Congratulations! All my best from Over Here.  And just think--now it's been one whole day! (in UK time) Happy 1-day anniversary!


----------



## AnnMarie (Feb 12, 2007)

Weeeeee!!!! Congrats, what a wonderful occasion. 

Ditto to everyone else... pics, pics, pics!!


----------



## eightyseven (Feb 12, 2007)

Congrats Mike and Donni! You two are adorable... and it's always nice to hear two people say that they had the most wonderful day of their lives. So cute!


----------



## BLUEeyedBanshee (Feb 12, 2007)

Congrats to both of you!  

Wishing you a lifetime of happiness!!!


----------



## stan_der_man (Feb 12, 2007)

Congratulations! I hope things go well for the both of you and that life brings you many good things!

Stan


----------



## supersoup (Feb 12, 2007)

YAY!!!!!!!!!!!!

congrats kids!


----------



## ThatFatGirl (Feb 13, 2007)

Congratulations and best wishes for a long, happy life together!!


----------



## PiscesGirl (Feb 13, 2007)

Congratulations on your marriage. *throws rice*


----------



## Friday (Feb 13, 2007)

Congratulations and wishes for a long and happy union.


----------



## Santaclear (Feb 13, 2007)

Congratulations, Mike and Donni!


----------



## James (Feb 14, 2007)

congratulations to the both of you!


----------



## lemmink (Feb 14, 2007)

Wow!
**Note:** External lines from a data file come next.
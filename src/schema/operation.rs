//! Schema change operations and their inverses.

use super::types::{ColumnDef, ForeignKeyDef, IndexDef, TableDef};
use serde::{Deserialize, Serialize};
use std::fmt;

/// A single structural change to the schema
///
/// Operations that destroy structure (`DropTable`, `RemoveColumn`,
/// `RemoveIndex`, `RemoveForeignKey`) carry an optional copy of what they
/// remove. Only when that copy is present can the operation be reversed.
#[derive(Debug, Clone, PartialEq, Eq, Serialize, Deserialize)]
#[serde(rename_all = "snake_case", tag = "op")]
pub enum SchemaOp {
    CreateTable {
        table: TableDef,
    },
    DropTable {
        table: String,
        definition: Option<TableDef>,
    },
    RenameTable {
        from: String,
        to: String,
    },
    AddColumn {
        table: String,
        column: ColumnDef,
    },
    RemoveColumn {
        table: String,
        column: String,
        definition: Option<ColumnDef>,
    },
    RenameColumn {
        table: String,
        from: String,
        to: String,
    },
    AddIndex {
        table: String,
        index: IndexDef,
    },
    RemoveIndex {
        table: String,
        name: String,
        definition: Option<IndexDef>,
    },
    AddForeignKey {
        table: String,
        foreign_key: ForeignKeyDef,
    },
    RemoveForeignKey {
        table: String,
        column: String,
        definition: Option<ForeignKeyDef>,
    },
}

impl SchemaOp {
    /// The inverse operation, or `None` when the removed structure was not recorded
    #[must_use]
    pub fn reverse(&self) -> Option<SchemaOp> {
        let reversed = match self {
            SchemaOp::CreateTable { table } => SchemaOp::DropTable {
                table: table.name.clone(),
                definition: Some(table.clone()),
            },
            SchemaOp::DropTable { definition, .. } => SchemaOp::CreateTable {
                table: definition.clone()?,
            },
            SchemaOp::RenameTable { from, to } => SchemaOp::RenameTable {
                from: to.clone(),
                to: from.clone(),
            },
            SchemaOp::AddColumn { table, column } => SchemaOp::RemoveColumn {
                table: table.clone(),
                column: column.name.clone(),
                definition: Some(column.clone()),
            },
            SchemaOp::RemoveColumn {
                table, definition, ..
            } => SchemaOp::AddColumn {
                table: table.clone(),
                column: definition.clone()?,
            },
            SchemaOp::RenameColumn { table, from, to } => SchemaOp::RenameColumn {
                table: table.clone(),
                from: to.clone(),
                to: from.clone(),
            },
            SchemaOp::AddIndex { table, index } => SchemaOp::RemoveIndex {
                table: table.clone(),
                name: index.name.clone(),
                definition: Some(index.clone()),
            },
            SchemaOp::RemoveIndex {
                table, definition, ..
            } => SchemaOp::AddIndex {
                table: table.clone(),
                index: definition.clone()?,
            },
            SchemaOp::AddForeignKey { table, foreign_key } => SchemaOp::RemoveForeignKey {
                table: table.clone(),
                column: foreign_key.column.clone(),
                definition: Some(foreign_key.clone()),
            },
            SchemaOp::RemoveForeignKey {
                table, definition, ..
            } => SchemaOp::AddForeignKey {
                table: table.clone(),
                foreign_key: definition.clone()?,
            },
        };
        Some(reversed)
    }

    /// Whether [`reverse`](Self::reverse) can produce an inverse
    #[must_use]
    pub fn is_reversible(&self) -> bool {
        self.reverse().is_some()
    }

    /// Name of the table this operation targets
    #[must_use]
    pub fn table(&self) -> &str {
        match self {
            SchemaOp::CreateTable { table } => &table.name,
            SchemaOp::RenameTable { from, .. } => from,
            SchemaOp::DropTable { table, .. }
            | SchemaOp::AddColumn { table, .. }
            | SchemaOp::RemoveColumn { table, .. }
            | SchemaOp::RenameColumn { table, .. }
            | SchemaOp::AddIndex { table, .. }
            | SchemaOp::RemoveIndex { table, .. }
            | SchemaOp::AddForeignKey { table, .. }
            | SchemaOp::RemoveForeignKey { table, .. } => table,
        }
    }
}

/// Migration log form, e.g. `add_index("products", ["part_number"])`
impl fmt::Display for SchemaOp {
    fn fmt(&self, f: &mut fmt::Formatter<'_>) -> fmt::Result {
        match self {
            SchemaOp::CreateTable { table } => write!(f, "create_table({:?})", table.name),
            SchemaOp::DropTable { table, .. } => write!(f, "drop_table({table:?})"),
            SchemaOp::RenameTable { from, to } => write!(f, "rename_table({from:?}, {to:?})"),
            SchemaOp::AddColumn { table, column } => write!(
                f,
                "add_column({table:?}, {:?}, {})",
                column.name, column.column_type
            ),
            SchemaOp::RemoveColumn { table, column, .. } => {
                write!(f, "remove_column({table:?}, {column:?})")
            }
            SchemaOp::RenameColumn { table, from, to } => {
                write!(f, "rename_column({table:?}, {from:?}, {to:?})")
            }
            SchemaOp::AddIndex { table, index } => {
                write!(f, "add_index({table:?}, {:?})", index.columns)
            }
            SchemaOp::RemoveIndex { table, name, .. } => {
                write!(f, "remove_index({table:?}, name: {name:?})")
            }
            SchemaOp::AddForeignKey { table, foreign_key } => write!(
                f,
                "add_foreign_key({table:?}, {:?})",
                foreign_key.to_table
            ),
            SchemaOp::RemoveForeignKey { table, column, .. } => {
                write!(f, "remove_foreign_key({table:?}, column: {column:?})")
            }
        }
    }
}

#[cfg(test)]
mod tests {
    use super::*;
    use crate::schema::ColumnType;

    #[test]
    fn test_remove_column_without_definition_is_irreversible() {
        let op = SchemaOp::RemoveColumn {
            table: "products".to_string(),
            column: "name".to_string(),
            definition: None,
        };
        assert!(op.reverse().is_none());
        assert!(!op.is_reversible());
    }

    #[test]
    fn test_remove_column_with_definition_reverses_to_add() {
        let column = ColumnDef::new("description", ColumnType::Text);
        let op = SchemaOp::RemoveColumn {
            table: "products".to_string(),
            column: "description".to_string(),
            definition: Some(column.clone()),
        };
        assert_eq!(
            op.reverse(),
            Some(SchemaOp::AddColumn {
                table: "products".to_string(),
                column,
            })
        );
    }

    #[test]
    fn test_rename_reverses_itself() {
        let op = SchemaOp::RenameColumn {
            table: "products".to_string(),
            from: "upcode".to_string(),
            to: "upc_code".to_string(),
        };
        let back = op.reverse().and_then(|r| r.reverse());
        assert_eq!(back, Some(op));
    }

    #[test]
    fn test_display_reads_like_a_migration_log() {
        let op = SchemaOp::AddIndex {
            table: "products".to_string(),
            index: IndexDef::new("products", &["part_number"]),
        };
        assert_eq!(op.to_string(), "add_index(\"products\", [\"part_number\"])");
    }
}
Congratulations!


----------



## fatchicksrockuk (Feb 14, 2007)

Well, it's been two days, and we haven't killed each other yet LOL! This could be a good sign!

Happy Valentine's Everyone! 

Mike


----------



## TallFatSue (Feb 15, 2007)

BigBellySSBBW said:


> Today was the happiest day of my entire life. And not giddy happy, just peaceful, everything is right with the world happy.
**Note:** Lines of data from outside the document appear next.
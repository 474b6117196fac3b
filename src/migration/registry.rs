//! Migration registry
//!
//! Migrations are compiled into the binary, so the registry is an explicit
//! value built at startup (see [`crate::migrations::registry`]) rather than a
//! scan of the file system.

use crate::migration::{Migration, MigrationError};
use std::collections::BTreeMap;

/// Registered migrations, indexed (and therefore ordered) by version
#[derive(Default)]
pub struct MigrationRegistry {
    migrations: BTreeMap<i64, Box<dyn Migration>>,
}

impl MigrationRegistry {
    #[must_use]
    pub fn new() -> Self {
        Self::default()
    }

    /// Register a migration
    ///
    /// # Errors
    ///
    /// Returns `MigrationError::AlreadyRegistered` if a migration with the same
    /// version is already registered, and `MigrationError::InvalidVersion` if
    /// the version is not a `YYYYMMDDHHMMSS` timestamp.
    pub fn register(&mut self, migration: Box<dyn Migration>) -> Result<(), MigrationError> {
        let version = migration.version();
        crate::migration::file::validate_version(&version.to_string())?;

        if let Some(existing) = self.migrations.get(&version) {
            return Err(MigrationError::AlreadyRegistered {
                version,
                name: existing.name().to_string(),
            });
        }

        log::trace!("Registered migration {}", migration.identifier());
        self.migrations.insert(version, migration);
        Ok(())
    }

    /// Builder form of [`register`](Self::register)
    ///
    /// # Errors
    ///
    /// See [`register`](Self::register).
    pub fn with(mut self, migration: impl Migration + 'static) -> Result<Self, MigrationError> {
        self.register(Box::new(migration))?;
        Ok(self)
    }

    /// Get a migration by version
    pub fn get(&self, version: i64) -> Option<&dyn Migration> {
        self.migrations.get(&version).map(|m| &**m)
    }

    /// Check if a migration is registered
    pub fn is_registered(&self, version: i64) -> bool {
        self.migrations.contains_key(&version)
    }

    /// All registered versions, ascending
    pub fn versions(&self) -> Vec<i64> {
        self.migrations.keys().copied().collect()
    }

    /// Registered migrations in ascending version order
    pub fn iter(&self) -> impl Iterator<Item = &dyn Migration> {
        self.migrations.values().map(|m| &**m)
    }

    pub fn len(&self) -> usize {
        self.migrations.len()
    }

    pub fn is_empty(&self) -> bool {
        self.migrations.is_empty()
    }
}

impl std::fmt::Debug for MigrationRegistry {
    fn fmt(&self, f: &mut std::fmt::Formatter<'_>) -> std::fmt::Result {
        f.debug_list()
            .entries(self.migrations.values().map(|m| m.identifier()))
            .finish()
    }
}

#[cfg(test)]
mod tests {
    use super::*;
    use crate::migration::SchemaManager;

    struct Named(i64, &'static str);

    impl Migration for Named {
        fn name(&self) -> &str {
            self.1
        }

        fn version(&self) -> i64 {
            self.0
        }

        fn change(&self, manager: &mut SchemaManager) {
            manager.create_table(self.1, |_| {});
        }
    }

    #[test]
    fn test_iterates_in_version_order() {
        let registry = MigrationRegistry::new()
            .with(Named(20230403081343, "books"))
            .unwrap()
            .with(Named(20230331054854, "cars"))
            .unwrap();
        let names: Vec<_> = registry.iter().map(|m| m.name().to_string()).collect();
        assert_eq!(names, vec!["cars", "books"]);
        assert_eq!(registry.versions(), vec![20230331054854, 20230403081343]);
        assert_eq!(registry.get(20230331054854).map(|m| m.name()), Some("cars"));
    }

    #[test]
    fn test_rejects_duplicate_versions() {
        let mut registry = MigrationRegistry::new();
        registry.register(Box::new(Named(20230331054854, "cars"))).unwrap();
        let err = registry
            .register(Box::new(Named(20230331054854, "people")))
            .unwrap_err();
        assert!(matches!(
            err,
            MigrationError::AlreadyRegistered { version: 20230331054854, ref name } if name == "cars"
        ));
        assert_eq!(registry.len(), 1);
    }

    #[test]
    fn test_rejects_non_timestamp_versions() {
        let mut registry = MigrationRegistry::new();
        let err = registry.register(Box::new(Named(42, "tiny"))).unwrap_err();
        assert!(matches!(err, MigrationError::InvalidVersion(_)));
    }
}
Exactly how I felt. Our wedding wasn't a "skyrockets in flight" affair, but it felt just so perfectly right to marry my best friend. Nearly a quarter-century later (good gravy, our silver anniversary is this year!) it's still the best thing Art & I ever did. Our love is a warm, glowing ember, which is best tended by Art giving me frequent full-body massages. :smitten:



fatchicksrockuk said:


> Well, we are saving the major wedding stuff for when we can afford it, and we might do California later in the year as a honeymoon!
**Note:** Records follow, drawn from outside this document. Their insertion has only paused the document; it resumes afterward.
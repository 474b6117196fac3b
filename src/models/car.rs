//! Car record

use crate::active_model::{ActiveModelBehavior, ActiveModelError, ActiveModelTrait};
use crate::executor::ShelfExecutor;
use crate::models::Person;
use crate::query::Filter;
use crate::store::{Row, RowError};
use crate::validation::{Validation, ValidationErrors};
use serde::{Deserialize, Serialize};

/// A car; linked to people through `cars_people`
#[derive(Debug, Clone, Default, PartialEq, Serialize, Deserialize)]
#[serde(default, deny_unknown_fields)]
pub struct Car {
    pub id: Option<i64>,
    pub name: Option<String>,
    #[serde(skip)]
    errors: ValidationErrors,
}

impl Car {
    pub fn new(name: impl Into<String>) -> Self {
        Self {
            name: Some(name.into()),
            ..Self::default()
        }
    }

    /// People linked to this car, ordered by id
    ///
    /// # Errors
    ///
    /// Returns `ActiveModelError::NotPersisted` for an unsaved car.
    pub fn people(&self, executor: &dyn ShelfExecutor) -> Result<Vec<Person>, ActiveModelError> {
        let id = self.id.ok_or(ActiveModelError::NotPersisted(Self::TABLE))?;
        let mut ids = linked_ids(executor, "car_id", id, "person_id")?;
        ids.sort_unstable();
        ids.into_iter().map(|id| Person::find(executor, id)).collect()
    }
}

/// Ids on the `wanted` side of `cars_people` rows where `column = id`
pub(crate) fn linked_ids(
    executor: &dyn ShelfExecutor,
    column: &str,
    id: i64,
    wanted: &str,
) -> Result<Vec<i64>, ActiveModelError> {
    executor
        .select(super::person::CARS_PEOPLE, &Filter::eq(column, id))?
        .iter()
        .filter_map(|row| row.get_i64(wanted).transpose())
        .collect::<Result<Vec<_>, _>>()
        .map_err(ActiveModelError::from)
}

impl ActiveModelBehavior for Car {
    fn before_destroy(&self, executor: &dyn ShelfExecutor) -> Result<(), ActiveModelError> {
        if let Some(id) = self.id {
            executor.delete(super::person::CARS_PEOPLE, &Filter::eq("car_id", id))?;
        }
        Ok(())
    }
}

impl ActiveModelTrait for Car {
    const TABLE: &'static str = "cars";
    const TIMESTAMPS: bool = false;

    fn id(&self) -> Option<i64> {
        self.id
    }

    fn to_row(&self) -> Row {
        super::identified(self.id).with("name", self.name.clone())
    }

    fn from_row(row: &Row) -> Result<Self, RowError> {
        Ok(Self {
            id: row.get_i64("id")?,
            name: row.get_string("name")?,
            errors: ValidationErrors::new(),
        })
    }

    fn validations() -> Vec<Validation> {
        Vec::new()
    }

    fn errors(&self) -> &ValidationErrors {
        &self.errors
    }

    fn errors_mut(&mut self) -> &mut ValidationErrors {
        &mut self.errors
    }
}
Take your time. No need to rush. After our wedding, we spent the weekend across the border in exciting Stratford, Ontario. That's not exactly the honeymoon capital of the world, but it was a nice town and just right for our budget at the time. Since then, we've more than made up for that modest honeymoon: Hawaii, Barbados, Cancún, Montréal, London, Paris, Berlin, Sydney, Melbourne, Buenos Aires, Santiago etc. etc. etc. We like to think we've been on 40 or 50 honeymoons.


----------



## jamie (Feb 15, 2007)

Congratulations and lots of happy years together!!!


----------



## Green Eyed Fairy (Feb 15, 2007)

Oh Gawd, how did I manage to miss this thread? :doh: :blush: 

Ok, time to pull out the special wedding fairies 




















Please accept my gift of a fairy wedding cake topper





I wish you both a lifetime of happiness together - Congratulations


----------



## SummerG (Feb 15, 2007)

CONGRATS YOU GUYS! i'm with everyone else... bring on the pics!!!  

xoxoxoxoxox


----------



## crazygrad (Feb 17, 2007)

Congrats!! Cheers!


----------



## BigBeautifulMe (Feb 18, 2007)

So beautiful! I always think that SSBBW brides are the most beautiful. Perhaps that's because I hope to be one some day.  Gorgeous, wonderful photos you two!


----------